Ultimately, like the crops at the heart of it, Minari perhaps spreads itself too widely, taking up too much ground for the amount it ultimately yields. The film is wonderful but it opens up more interesting details than it ultimately explores. There is an observational style here, and while that observational style allows it to quietly comment on masculinity, religion, duty and much more, it also does not always allow it to delve as deeply as perhaps it could. To an extent, the ideas and performances outrank the execution. And, while I respect how the narrative refuses to bend itself to symbolic contrivance, pushing naturalism at every point, there is a passivity at play.
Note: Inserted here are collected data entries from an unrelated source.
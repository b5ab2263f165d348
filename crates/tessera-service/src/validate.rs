//! Tenant context validation shared by the service constructors.

use tessera_core::{TenantContext, TesseraError, TesseraResult};
use tessera_repository::{BusinessDao, StaffDao};

/// Checks that the context's business exists in the tenant registry.
pub(crate) async fn validate_business(
    dao: &dyn BusinessDao,
    ctx: &TenantContext,
) -> TesseraResult<()> {
    if dao.get(ctx.business_id()).await?.is_none() {
        return Err(TesseraError::invalid_reference(
            "business",
            ctx.business_id(),
        ));
    }
    Ok(())
}

/// Checks that the context's staff member exists, when one is set.
pub(crate) async fn validate_staff(dao: &dyn StaffDao, ctx: &TenantContext) -> TesseraResult<()> {
    if let Some(staff_id) = ctx.staff_id() {
        if dao.get(staff_id).await?.is_none() {
            return Err(TesseraError::invalid_reference("staff", staff_id));
        }
    }
    Ok(())
}
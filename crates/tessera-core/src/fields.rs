//! Collection and field names shared across DAOs.

/// Collection names.
pub mod coll {
    pub const HR_STAFFS: &str = "hr_staffs";
    pub const HR_ATTENDANCES: &str = "hr_attendances";
    pub const HR_LEAVES: &str = "hr_leaves";
    pub const HR_SHIFTS: &str = "hr_shifts";
    pub const HR_PROJECTS: &str = "hr_projects";
    pub const HR_CLIENTS: &str = "hr_clients";
    pub const HR_HOURS_FACTOR_PROFILES: &str = "hr_hours_factor_profiles";
    pub const HR_WORK_LOCATIONS: &str = "hr_work_locations";

    // Platform collections referenced by joins and tenant validation
    pub const APP_BUSINESSES: &str = "app_businesses";
    pub const APP_USERS: &str = "app_users";
}

// Common fields carried by every document
pub const DOC_ID: &str = "_id";
pub const BUSINESS_ID: &str = "business_id";
pub const IS_DELETED: &str = "is_deleted";
pub const CREATED_AT: &str = "created_at";
pub const UPDATED_AT: &str = "updated_at";

// Staff
pub const STAFF_ID: &str = "staff_id";
pub const STAFF_INFO: &str = "staff_info";

// Attendance; `type` holds "IN" or "OUT"
pub const ATTENDANCE_ID: &str = "attendance_id";
pub const ATTENDANCE_TYPE: &str = "type";
pub const DATE_TIME: &str = "date_time";
pub const LATITUDE: &str = "latitude";
pub const LONGITUDE: &str = "longitude";
pub const TYPE_OF_WORK: &str = "type_of_work";
pub const WORK_LOCATION: &str = "work_location";

// Leave
pub const LEAVE_ID: &str = "leave_id";
pub const LEAVE_FROM: &str = "leave_from";
pub const LEAVE_TO: &str = "leave_to";
pub const LEAVE_DESCRIPTION: &str = "leave_description";
pub const LEAVE_APPROVED: &str = "leave_approved";
pub const LEAVE_TYPE: &str = "leave_type";

// Shift
pub const SHIFT_ID: &str = "shift_id";
pub const SHIFT_FROM: &str = "shift_from";
pub const SHIFT_TO: &str = "shift_to";
pub const SHIFT_DESCRIPTION: &str = "shift_description";
pub const SHIFT_INFO: &str = "shift_info";

// Project
pub const PROJECT_ID: &str = "project_id";
pub const PROJECT_INFO: &str = "project_info";

// Client
pub const CLIENT_ID: &str = "client_id";
pub const CLIENT_INFO: &str = "client_info";

// Hours factor profile
pub const HOURS_FACTOR_ID: &str = "hours_factor_id";

// Work location
pub const WORK_LOCATION_ID: &str = "work_location_id";
pub const WORK_LOCATION_INFO: &str = "work_location_info";

// Platform
pub const APP_USER_ID: &str = "app_user_id";
pub const APP_USER_PASSWORD: &str = "password";

// Reports
pub const FOR_DATE: &str = "for_date";
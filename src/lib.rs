//! flowrt — runtime for visual, node-based flow programs
//!
//! A project file declares flows: directed graphs of components joined by
//! connection lines carrying either control pulses (sequence ports) or data
//! values. The runtime compiles the graphs once, then executes them with a
//! cooperative single-threaded pump: a FIFO task queue, per-instance
//! FlowStates in an arena, last-value input buffering, readiness rules per
//! component kind, nested action invocations, catch-based error routing and
//! a debugger-grade run-state machine with breakpoints and single-stepping.
//!
//! ```no_run
//! use std::time::Duration;
//! use flowrt::{HandlerRegistry, ProjectDef, Runtime};
//!
//! # fn main() -> Result<(), Box<dyn std::error::Error>> {
//! let project: ProjectDef = serde_yaml::from_str(std::fs::read_to_string("app.yaml")?.as_str())?;
//! let mut runtime = Runtime::new(project, &HandlerRegistry::builtin())?;
//! runtime.start();
//! runtime.run_until_idle(1024);
//! runtime.stop(Duration::from_secs(1));
//! # Ok(())
//! # }
//! ```

pub mod component;
pub mod context;
pub mod debug;
pub mod error;
pub mod event_log;
pub mod flow;
pub mod runtime;
pub mod state;

mod catch;
mod executor;
mod scheduler;

pub use component::{
    ComponentError, ComponentHandler, Disposer, ExecOutcome, HandlerRegistry,
};
pub use context::{AsyncHandle, ExecuteContext};
pub use debug::{Breakpoints, RunState};
pub use error::{EngineError, FixSuggestion};
pub use event_log::{Event, EventKind, EventLog};
pub use flow::{
    ComponentDef, ConnectionDef, Flow, FlowDef, FlowRole, InputDef, PortRole, ProjectDef,
    VariableDef, CATCH_MESSAGE_INPUT, ERROR_OUTPUT, PROJECT_SCHEMA, SEQ_IN, SEQ_OUT,
};
pub use runtime::{QueueTask, Runtime, RuntimeHost, VariableHooks};
pub use state::{Caller, ComponentState, FlowState, FlowStateId};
Also, the one point where the film goes for the dramatic does stand out in opposition to the rest of the film. This moment is a very important one, happening right at the end, but it does feel out of place – even if it provides the beat needed to resolve a core conflict. Perhaps Minari takes in its crop too soon, not letting its metaphors develop as beautifully as they could, but by doing this it does give us something very real. Verisimilitude is a hard thing to evoke, especially when the lives depicted may be so far from your own, and Minari achieves this so well.